Performance15.02.17

Welcome to Our House: A Review of FEMSLICK

FEMSLICK, is one of those rare works where we are well and truly welcomed into the house of the makers. The show is the vision of the artist Akashi Fisiinaua and brought to us by FAFSWAG, an arts collective based in South Auckland that celebrates queer brown bodies, contemporary art and cultural restoration.

The house of FEMSLICK is uncompromisingly built on the personal experiences of the pride and the pain that comes from living in queer coloured bodies, and we as audience members are welcomed without being shamed for our unfamiliarity to this lived experience. Sam Brooks reviews FEMSLICK, the new piece by popular underground collective FAFSWAG.

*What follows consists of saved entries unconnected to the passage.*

//! Bounded exponential backoff for transient remote failures.

use crate::error::{Result, SyncError};
use rand::Rng;
use std::future::Future;
use std::time::Duration;
use tokio::time::sleep;
use tokio_util::sync::CancellationToken;
use tracing::warn;

#[derive(Debug, Clone, Copy)]
pub struct RetryPolicy {
    pub max_retries: u32,
    pub base_delay: Duration,
    pub max_delay: Duration,
}

impl Default for RetryPolicy {
    fn default() -> Self {
        RetryPolicy {
            max_retries: 3,
            base_delay: Duration::from_millis(500),
            max_delay: Duration::from_secs(30),
        }
    }
}

impl RetryPolicy {
    pub fn with_max_retries(max_retries: u32) -> Self {
        RetryPolicy {
            max_retries,
            ..RetryPolicy::default()
        }
    }

    /// Delay before retry number `attempt` (0-based): exponential growth,
    /// capped, with up to 50% random jitter so stalled workers do not
    /// retry in lockstep against a rate limiter.
    pub fn delay_for(&self, attempt: u32) -> Duration {
        let exp = self
            .base_delay
            .saturating_mul(2u32.saturating_pow(attempt))
            .min(self.max_delay);
        let jitter_ceiling = (exp.as_millis() / 2) as u64;
        let jitter = if jitter_ceiling == 0 {
            0
        } else {
            rand::thread_rng().gen_range(0..=jitter_ceiling)
        };
        exp + Duration::from_millis(jitter)
    }
}

/// Run `op`, retrying transient failures within the policy's budget.
/// Cancellation during a backoff wait aborts with `Cancelled`; an in-flight
/// call is never interrupted.
pub(crate) async fn with_retry<T, F, Fut>(
    policy: &RetryPolicy,
    cancel: &CancellationToken,
    what: &str,
    mut op: F,
) -> Result<T>
where
    F: FnMut() -> Fut,
    Fut: Future<Output = Result<T>>,
{
    let mut attempt = 0;
    loop {
        match op().await {
            Ok(value) => return Ok(value),
            Err(err) if err.is_transient() && attempt < policy.max_retries => {
                let delay = policy.delay_for(attempt);
                warn!(
                    what,
                    attempt = attempt + 1,
                    delay_ms = delay.as_millis() as u64,
                    error = %err,
                    "transient failure, backing off"
                );

                tokio::select! {
                    _ = cancel.cancelled() => return Err(SyncError::Cancelled),
                    _ = sleep(delay) => {}
                }
                attempt += 1;
            }
            Err(err) => return Err(err),
        }
    }
}

#[cfg(test)]
mod tests {
    use super::*;
    use std::sync::atomic::{AtomicU32, Ordering};

    fn fast_policy(max_retries: u32) -> RetryPolicy {
        RetryPolicy {
            max_retries,
            base_delay: Duration::from_millis(1),
            max_delay: Duration::from_millis(4),
        }
    }

    #[test]
    fn delay_grows_and_caps() {
        let policy = RetryPolicy {
            max_retries: 5,
            base_delay: Duration::from_millis(100),
            max_delay: Duration::from_secs(1),
        };

        // Jitter adds at most 50% on top of the exponential component.
        assert!(policy.delay_for(0) >= Duration::from_millis(100));
        assert!(policy.delay_for(0) <= Duration::from_millis(150));
        assert!(policy.delay_for(3) >= Duration::from_millis(800));
        assert!(policy.delay_for(10) <= Duration::from_millis(1500));
    }

    #[tokio::test]
    async fn retries_transient_until_success() {
        let calls = AtomicU32::new(0);
        let cancel = CancellationToken::new();

        let result = with_retry(&fast_policy(3), &cancel, "test", || {
            let n = calls.fetch_add(1, Ordering::SeqCst);
            async move {
                if n < 2 {
                    Err(SyncError::TransientFetch("rate limited".into()))
                } else {
                    Ok(n)
                }
            }
        })
        .await;

        assert_eq!(result.unwrap(), 2);
        assert_eq!(calls.load(Ordering::SeqCst), 3);
    }

    #[tokio::test]
    async fn gives_up_after_budget() {
        let calls = AtomicU32::new(0);
        let cancel = CancellationToken::new();

        let result: Result<()> = with_retry(&fast_policy(2), &cancel, "test", || {
            calls.fetch_add(1, Ordering::SeqCst);
            async { Err(SyncError::TransientFetch("still down".into())) }
        })
        .await;

        assert!(matches!(result, Err(SyncError::TransientFetch(_))));
        // Initial attempt plus two retries.
        assert_eq!(calls.load(Ordering::SeqCst), 3);
    }

    #[tokio::test]
    async fn permanent_errors_do_not_retry() {
        let calls = AtomicU32::new(0);
        let cancel = CancellationToken::new();

        let result: Result<()> = with_retry(&fast_policy(3), &cancel, "test", || {
            calls.fetch_add(1, Ordering::SeqCst);
            async { Err(SyncError::NotFound("gone".into())) }
        })
        .await;

        assert!(matches!(result, Err(SyncError::NotFound(_))));
        assert_eq!(calls.load(Ordering::SeqCst), 1);
    }

    #[tokio::test]
    async fn cancellation_interrupts_backoff() {
        let cancel = CancellationToken::new();
        cancel.cancel();

        let result: Result<()> = with_retry(&fast_policy(3), &cancel, "test", || async {
            Err(SyncError::TransientFetch("down".into()))
        })
        .await;

        assert!(matches!(result, Err(SyncError::Cancelled)));
    }
}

There’s a quote from Rachel Kaadi Ghandzh’s New York Times profile of legendary novelist Toni Morrison that speaks on the author’s work:

“She democratically opens the door to all of her books only to say, “You can come in and you can sit, and you can tell me what you think, and I’m glad you are here, but you should know that this house isn’t built for you or by you.”

It’s a powerful commentary on Morrison’s work, and one that resonates for all those who make work that is proudly self-defined by its otherness. FEMSLICK, is one these rare works, where we are well and truly welcomed into their house. The show is the vision of the artist Akashi Fisiinaua and brought to us by FAFSWAG, an arts collective based in South Auckland that celebrates queer brown bodies, contemporary art and cultural restoration.

From the first moments of the show, we are carefully guided, we are taught how the audience should react and what the performers expect from us in return. Fisiinaua MCs the show, and there’s a clear awareness that the audience is both made up of people familiar with FAFSWAG (knowing what the rules are, how to react, how to be) and also made up of The Basement Theatre Studio crowd (used to sitting and watching in the dark). Both are welcomed in, on an even playing field.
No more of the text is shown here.